Aug. 1 (Bloomberg) -- The dollar rose for an eleventh day versus the yen, the longest run of gains since 2001, as the U.S. currency was propelled higher by speculation the Federal Reserve is moving toward raising interest rates.
The Bloomberg Dollar Spot Index rose to the highest level since March as economists said data today will show U.S. employers boosted jobs and increased wages, lessening the need for accommodative monetary policy. An index that tracks the performance of 20 developing-nation currencies against the greenback fell to the lowest since March and Australia’s dollar weakened. The pound fell to a seven-week low after a gauge showed U.K. manufacturing grew less than economists forecast.
“Momentum and upside risks are building for the dollar versus the yen,” said Lee Hardman, a foreign-exchange strategist at Bank of Tokyo-Mitsubishi UFJ Ltd. in London. “Another solid payrolls report today will show the underlying pace of U.S. employment growth continues to strengthen. The market is starting to think more seriously about the prospect of Fed tightening in the first half of next year.”
The dollar rose 0.2 percent to 102.96 yen at 7:14 a.m. New York time, extending this week’s gain to 1.1 percent. The U.S. currency was little changed at $1.3394 per euro, up 0.3 percent over five trading days and set for its first three-week gain since the period ended May 23. The euro appreciated 0.2 percent to 137.90 yen.
The Bloomberg Dollar Spot Index, which tracks the U.S. currency against 10 major counterparts, rose 0.1 percent to 1,023.07 after touching 1,023.31, the highest level since March 20. It jumped 0.9 percent this week as the dollar strengthened against all of its 16 major counterparts.
The dollar will appreciate to 106 yen by the end of the year, Hardman said, citing Bank of Tokyo-Mitsubishi UFJ forecasts. A break above the 103 level would give the U.S. currency further momentum, Hardman said, while predicting the dollar would also strengthen toward $1.30 versus the euro.
Signs the U.S. economy is strengthening have boosted the dollar against most of its major peers in the past month. The greenback strengthened 2.4 percent in the period, the best performer of 10 developed-nation currencies tracked by Bloomberg Correlation-Weighted Indexes. The yen gained 0.8 percent, while the euro was little changed.
U.S. employers added 230,000 workers in July and the jobless rate stayed at an almost six-year low of 6.1 percent, according to Bloomberg surveys before today’s Labor Department data. The personal consumption expenditure deflator, an inflation measure preferred by the Fed, rose an annual 1.7 percent in June after climbing 1.8 percent in May, which was the biggest gain since 2012, a separate survey showed.
The premium on options to buy the dollar against the yen over those giving the right to sell rose to an eight-month high yesterday.
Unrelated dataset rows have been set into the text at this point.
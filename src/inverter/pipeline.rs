//! Request/reply exchange over a live connection. One command is on the
//! wire at a time.

use crate::inverter::frame::{self, Command, EnvelopeCodec};
use crate::prelude::*;

use bytes::Bytes;
use futures::{SinkExt, StreamExt};
use std::time::Duration;
use tokio::net::TcpStream;
use tokio_util::codec::Framed;

pub type Connection = Framed<TcpStream, EnvelopeCodec>;

pub const FIRST_TRANSACTION_ID: u16 = 0x0772;

/// Transaction id allocator. Survives reconnects.
#[derive(Debug)]
pub struct TransactionIds {
    next: u16,
}

impl Default for TransactionIds {
    fn default() -> Self {
        Self {
            next: FIRST_TRANSACTION_ID,
        }
    }
}

impl TransactionIds {
    /// Hand out the next id and advance, wrapping past 0xFFFF.
    pub fn next(&mut self) -> u16 {
        let tid = self.next;
        self.next = self.next.wrapping_add(1);
        tid
    }

    /// The id the next command will carry.
    pub fn peek(&self) -> u16 {
        self.next
    }
}

/// Per-command timeout and the pause between commands of a batch.
#[derive(Clone, Copy, Debug)]
pub struct Timing {
    pub command_timeout: Duration,
    pub pacing: Duration,
}

/// Send one command and wait for the reply carrying its transaction id.
pub async fn exchange(
    conn: &mut Connection,
    transaction_id: u16,
    command: &Command,
    command_timeout: Duration,
) -> Result<Bytes, Error> {
    let request = frame::encode(transaction_id, command);
    debug!("TX {:#06x} [{}] {}", transaction_id, command, Utils::hex(&request));

    tokio::time::timeout(command_timeout, conn.send(request))
        .await
        .map_err(|_| Error::Timeout(command_timeout))??;

    let reply = match tokio::time::timeout(command_timeout, conn.next()).await {
        Err(_) => return Err(Error::Timeout(command_timeout)),
        Ok(None) => {
            return Err(Error::Connection(
                "inverter closed the connection".to_string(),
            ))
        }
        Ok(Some(reply)) => reply?.freeze(),
    };
    debug!("RX {:#06x} {}", transaction_id, Utils::hex(&reply));

    let got = Utils::u16ify(&reply, 0);
    if got != transaction_id {
        return Err(Error::Frame(format!(
            "transaction id mismatch: sent {:#06x}, got {:#06x}",
            transaction_id, got
        )));
    }

    Ok(reply)
}

/// Run `commands` strictly one after another. Either every reply comes back
/// or the whole batch fails; partial results are discarded.
pub async fn run_batch(
    conn: &mut Connection,
    ids: &mut TransactionIds,
    commands: &[Command],
    timing: Timing,
) -> Result<Vec<Bytes>, Error> {
    let mut replies = Vec::with_capacity(commands.len());

    for (i, command) in commands.iter().enumerate() {
        if i > 0 && !timing.pacing.is_zero() {
            tokio::time::sleep(timing.pacing).await;
        }
        let tid = ids.next();
        let reply = exchange(conn, tid, command, timing.command_timeout).await?;
        replies.push(reply);
    }

    Ok(replies)
}

#[cfg(test)]
mod tests {
    use super::*;
    use crate::inverter::frame::{RegisterRead, FUNCTION_MARKER, PROTOCOL_ID, UNIT_MARKER};
    use tokio::io::{AsyncReadExt, AsyncWriteExt};
    use tokio::net::TcpListener;

    fn reply(tid: u16, body: &[u8]) -> Vec<u8> {
        let mut r = tid.to_be_bytes().to_vec();
        r.extend_from_slice(&PROTOCOL_ID.to_be_bytes());
        r.extend_from_slice(&((body.len() + 2) as u16).to_be_bytes());
        r.extend_from_slice(&[UNIT_MARKER, FUNCTION_MARKER]);
        r.extend_from_slice(body);
        r
    }

    async fn pair() -> Result<(Connection, TcpStream)> {
        let listener = TcpListener::bind("127.0.0.1:0").await?;
        let peer = TcpStream::connect(listener.local_addr()?).await?;
        let (ours, _) = listener.accept().await?;
        Ok((Framed::new(ours, EnvelopeCodec), peer))
    }

    async fn read_request(peer: &mut TcpStream) -> Result<u16> {
        let mut header = [0u8; 6];
        peer.read_exact(&mut header).await?;
        let len = Utils::u16ify(&header, 4) as usize;
        let mut rest = vec![0u8; len];
        peer.read_exact(&mut rest).await?;
        Ok(Utils::u16ify(&header, 0))
    }

    fn timing() -> Timing {
        Timing {
            command_timeout: Duration::from_millis(200),
            pacing: Duration::ZERO,
        }
    }

    fn reads(n: u16) -> Vec<Command> {
        (0..n)
            .map(|i| Command::Read(RegisterRead::holding(1, 100 + i, 1)))
            .collect()
    }

    #[test]
    fn transaction_ids_start_at_0772_and_wrap() {
        let mut ids = TransactionIds::default();
        assert_eq!(ids.next(), 0x0772);
        assert_eq!(ids.next(), 0x0773);

        let mut ids = TransactionIds { next: 0xffff };
        assert_eq!(ids.next(), 0xffff);
        assert_eq!(ids.next(), 0x0000);
    }

    #[tokio::test]
    async fn batch_returns_replies_in_order() -> Result<()> {
        let (mut conn, mut peer) = pair().await?;

        let responder = tokio::spawn(async move {
            for i in 0..3u8 {
                let tid = read_request(&mut peer).await?;
                peer.write_all(&reply(tid, &[0x02, 0x00, i])).await?;
            }
            Ok::<_, anyhow::Error>(peer)
        });

        let mut ids = TransactionIds::default();
        let replies = run_batch(&mut conn, &mut ids, &reads(3), timing()).await?;
        assert_eq!(replies.len(), 3);
        for (i, r) in replies.iter().enumerate() {
            assert_eq!(Utils::u16ify(r, 0), FIRST_TRANSACTION_ID + i as u16);
            assert_eq!(r[r.len() - 1], i as u8);
        }
        assert_eq!(ids.peek(), FIRST_TRANSACTION_ID + 3);

        responder.await??;
        Ok(())
    }

    #[tokio::test]
    async fn stalled_reply_fails_whole_batch() -> Result<()> {
        let (mut conn, mut peer) = pair().await?;

        let responder = tokio::spawn(async move {
            for _ in 0..2 {
                let tid = read_request(&mut peer).await?;
                peer.write_all(&reply(tid, &[0x02, 0x00, 0x01])).await?;
            }
            // swallow the third request
            read_request(&mut peer).await?;
            tokio::time::sleep(Duration::from_millis(500)).await;
            Ok::<_, anyhow::Error>(())
        });

        let mut ids = TransactionIds::default();
        let result = run_batch(&mut conn, &mut ids, &reads(5), timing()).await;
        assert!(matches!(result, Err(Error::Timeout(_))));

        responder.await??;
        Ok(())
    }

    #[tokio::test]
    async fn mismatched_transaction_id_is_a_frame_error() -> Result<()> {
        let (mut conn, mut peer) = pair().await?;

        tokio::spawn(async move {
            let tid = read_request(&mut peer).await?;
            peer.write_all(&reply(tid.wrapping_add(7), &[0x02, 0x00, 0x01]))
                .await?;
            tokio::time::sleep(Duration::from_millis(300)).await;
            Ok::<_, anyhow::Error>(())
        });

        let mut ids = TransactionIds::default();
        let result = run_batch(&mut conn, &mut ids, &reads(1), timing()).await;
        assert!(matches!(result, Err(Error::Frame(_))));
        Ok(())
    }

    #[tokio::test]
    async fn peer_close_is_a_connection_error() -> Result<()> {
        let (mut conn, mut peer) = pair().await?;

        tokio::spawn(async move {
            read_request(&mut peer).await?;
            drop(peer);
            Ok::<_, anyhow::Error>(())
        });

        let mut ids = TransactionIds::default();
        let result = run_batch(&mut conn, &mut ids, &reads(1), timing()).await;
        assert!(matches!(result, Err(Error::Connection(_))));
        Ok(())
    }
}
The 25-delta one-month risk reversal rate climbed as high as 0.17 percentage point, the most since November.
U.K. manufacturing grew at the slowest pace in a year, Markit Economics said today. An industry index slipped to 55.4 from a revised 57.2 in June, the London-based data provider said. Analysts forecast a reading of 57.2 for July, from a previously reported 57.5 in June, according to the median estimate in a Bloomberg survey.
The pound fell as much as 0.4 percent to $1.6822, the lowest level since June 12. It has weakened against the dollar on 12 of the past 13 days.
Australia’s dollar headed for its biggest weekly loss since May after a Chinese Purchasing Managers’ Index for manufacturing from HSBC Holdings Plc and Markit showed a final reading of 51.7 in July, less than its preliminary figure of 52.
The Aussie rose briefly after an official report on manufacturing in China, the world’s second-biggest economy, showed last month’s expansion was the fastest in more than two years. China is Australia’s biggest trading partner.
“Perhaps being U.S. payrolls day, where no one wants to be short USD, the AUD only briefly spiked” after the official Chinese data, said Annette Beacher, the Singapore-based head of Asia-Pacific research at TD Securities Inc. “Clearly, ‘sell on rallies’ remains live,” Beacher wrote in an e-mailed note to clients today. A short position is a bet an asset will decline in value.
The Aussie fell 0.1 percent to 92.82 U.S. cents after rising as much as 0.2 percent. It has slumped 1.2 percent this week, the most since the period ended May 23.
Most Asian currencies fell against the dollar as investors preferred to hold the greenback on signs the strengthening U.S. economy may prompt the Fed to tighten policy sooner than analysts forecast. Developing-nation currencies also weakened before an International Swaps & Derivatives Association meeting at 11 a.m. New York time to determine whether credit-default swaps linked to Argentina have been triggered by a failure-to-pay credit event.
A gauge that tracks the performance of 20 developing-nation currencies versus the dollar fell 0.4 percent to the lowest level since March.
The won declined 0.9 percent to 1,037.10 per dollar at the close in Seoul, the biggest drop since Jan. 30. The Philippine peso slid 0.7 percent to 43.785 per dollar and Malaysia’s ringgit weakened 0.5 percent to 3.2120.